The DA welcomes the judgement handed down this morning by the North Gauteng High Court confirming that the ANC-led government’s withdrawal from the International Criminal Court (ICC) was unconstitutional, irrational and procedurally flawed.
This is a victory for the rule of law the and indeed for our country’s human rights-based foreign policy which Zuma and his cronies have tried so hard to depart from.
The ANC-led government now has an opportunity to reconsider the wisdom of withdrawing from the ICC and we urge them to do so.
… This judgement also confirms yet another breach of the Constitution, this time Section 231, and only illustrates the ANC’s willingness to steamroll over the founding principles of our country.
Clearly Zuma and his ANC have absolutely no respect for the Constitution.
The DA will therefore be investigating avenues to hold those responsible for this breach, to account.
~ James Selfe MP, Chairperson of the DA’s Federal Executive
By Ms Phephelaphi Dube, Director: Centre for Constitutional Rights
The Centre for Constitutional Rights (CFCR) welcomes today’s ruling by the North Gauteng High Court that the government’s withdrawal from the International Criminal Court (ICC) was unconstitutional and invalid in the absence of such approval by Parliament.
The ruling is an important affirmation of key principles which underpin South Africa’s constitutional democracy. Previously, the Constitutional Court has held that every exercise of public power – including Executive conduct – must abide by principles of legality, and further that the exercise of all public power is always subject to constitutional control. This is also true for the exercise of public power in respect of foreign affairs.

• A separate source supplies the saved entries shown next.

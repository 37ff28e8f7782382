// SPDX-License-Identifier: BUSL-1.1
// Copyright (c) 2026 Alfred Jean LLC

use std::time::Duration;

use clap::Parser;

use super::{BrokerOptions, Config};

fn parse(args: &[&str]) -> anyhow::Result<Config> {
    Ok(Config::try_parse_from(args)?)
}

#[test]
fn defaults_match_broker_options() -> anyhow::Result<()> {
    let config = parse(&["fanout", "--tcp-addr", "127.0.0.1:7000"])?;
    config.validate()?;
    let options = config.options();
    let defaults = BrokerOptions::default();
    assert_eq!(options.ping_interval, defaults.ping_interval);
    assert_eq!(options.max_ping_out, defaults.max_ping_out);
    assert_eq!(options.auth_timeout, defaults.auth_timeout);
    assert_eq!(options.write_timeout, defaults.write_timeout);
    assert_eq!(options.max_frame_len, defaults.max_frame_len);
    assert_eq!(options.conn_queue, defaults.conn_queue);
    assert_eq!(options.topic_queue, defaults.topic_queue);
    assert_eq!(options.password, None);
    assert_eq!(options.liveness_limit(), Duration::from_secs(90));
    Ok(())
}

#[test]
fn overrides_flow_into_options() -> anyhow::Result<()> {
    let config = parse(&[
        "fanout",
        "--ws-addr",
        "127.0.0.1:7001",
        "--ping-interval-ms",
        "0",
        "--auth-timeout-ms",
        "250",
        "--password",
        "secret",
        "--conn-queue",
        "8",
    ])?;
    config.validate()?;
    let options = config.options();
    assert!(!options.keepalive_enabled());
    assert_eq!(options.auth_timeout, Duration::from_millis(250));
    assert_eq!(options.password.as_deref(), Some("secret"));
    assert_eq!(options.conn_queue, 8);
    Ok(())
}

#[test]
fn empty_password_is_open_mode() -> anyhow::Result<()> {
    let config = parse(&["fanout", "--tcp-addr", "127.0.0.1:7000", "--password", ""])?;
    assert_eq!(config.options().password, None);
    Ok(())
}

#[yare::parameterized(
    no_listener      = { &["fanout"], "--tcp-addr or --ws-addr" },
    zero_conn_queue  = { &["fanout", "--tcp-addr", "127.0.0.1:1", "--conn-queue", "0"], "--conn-queue" },
    zero_topic_queue = { &["fanout", "--tcp-addr", "127.0.0.1:1", "--topic-queue", "0"], "--topic-queue" },
    zero_auth        = { &["fanout", "--tcp-addr", "127.0.0.1:1", "--auth-timeout-ms", "0"], "--auth-timeout-ms" },
    zero_ping_out    = { &["fanout", "--tcp-addr", "127.0.0.1:1", "--max-ping-out", "0"], "--max-ping-out" },
    tiny_frame       = { &["fanout", "--tcp-addr", "127.0.0.1:1", "--max-frame-len", "1"], "--max-frame-len" },
    bad_log_format   = { &["fanout", "--tcp-addr", "127.0.0.1:1", "--log-format", "xml"], "log format" },
)]
fn invalid_config(args: &[&str], expected_substr: &str) {
    let result = parse(args).and_then(|c| c.validate());
    crate::assert_err_contains!(result, expected_substr);
}

#[test]
fn malformed_address_fails_to_parse() {
    assert!(parse(&["fanout", "--tcp-addr", "not-an-addr"]).is_err());
}
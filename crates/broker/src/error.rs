// SPDX-License-Identifier: BUSL-1.1
// Copyright (c) 2026 Alfred Jean LLC

use serde::{Deserialize, Serialize};
use std::fmt;

/// Error codes shared by the codec, connections, auth, and topic registry.
///
/// Every code is local to one connection or one publish call; none of them
/// is fatal to the broker.
#[derive(Debug, Clone, Copy, PartialEq, Eq, Serialize, Deserialize)]
pub enum ErrorCode {
    /// Frame too short or body not decodable under its opcode's schema.
    MalformedFrame,
    /// Frame larger than the configured maximum.
    FrameTooLarge,
    /// Payload has no schema to serialize under.
    Serialization,
    CredentialMissing,
    CredentialInvalid,
    /// A bounded queue is full; the caller drops or retries.
    Backpressure,
    /// Transport is closed or errored.
    TransportClosed,
    InvalidTopic,
}

impl ErrorCode {
    pub fn as_str(&self) -> &'static str {
        match self {
            Self::MalformedFrame => "MALFORMED_FRAME",
            Self::FrameTooLarge => "FRAME_TOO_LARGE",
            Self::Serialization => "SERIALIZATION_ERROR",
            Self::CredentialMissing => "CREDENTIAL_MISSING",
            Self::CredentialInvalid => "CREDENTIAL_INVALID",
            Self::Backpressure => "BACKPRESSURE",
            Self::TransportClosed => "TRANSPORT_CLOSED",
            Self::InvalidTopic => "INVALID_TOPIC",
        }
    }

    /// Whether a connection that hit this code while reading must be torn down.
    pub fn closes_connection(&self) -> bool {
        matches!(self, Self::MalformedFrame | Self::FrameTooLarge | Self::TransportClosed)
    }
}

impl fmt::Display for ErrorCode {
    fn fmt(&self, f: &mut fmt::Formatter<'_>) -> fmt::Result {
        f.write_str(self.as_str())
    }
}

impl std::error::Error for ErrorCode {}

#[cfg(test)]
#[path = "error_tests.rs"]
mod tests;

The National Executive preempted the parliamentary process to withdraw South Africa from the ICC without prior approval from Parliament, as is required by the Constitution. The fact that the National Executive overlooked Parliament in this regard was a breach of the separation of powers doctrine, which should create checks and balances between the Executive and the Legislature. In this regard, the National Executive had effectively usurped the powers of the Legislature and had encroached on an area of core competency of the Legislature. In any event, the notice of withdrawal did not involve public participation, unlike parliamentary involvement, which allows public participation in the processes. This too, was out of line with the Constitution, which provides that all people shall be entitled to take part in the administration of the country. The ruling makes it apparent that only Parliament has the power to decide whether South Africa can cease to be bound by international agreements.
Practically speaking, the National Executive may simply wait for the parliamentary process to play out. With the governing party holding a parliamentary majority, the current Rome Statute of the International Criminal Court Act Repeal Bill will probably be passed into law.
This means that the National Executive may still issue a withdrawal notice to the United Nations, thus formally withdrawing South Africa from the ICC, and from any obligations arising as a result of this membership. The High Court decision, nevertheless, affirms the Constitution and makes it clear that narrow party political interests should not be placed ahead of the government’s constitutional and legal obligations.
Sovereignty and international law must coexist. It is a pity that South Africa chose to make a point about its sovereignty after its own courts issued a warrant of arrest for President al-Bashir – wanted by the ICC for crimes against humanity, war crimes and genocide.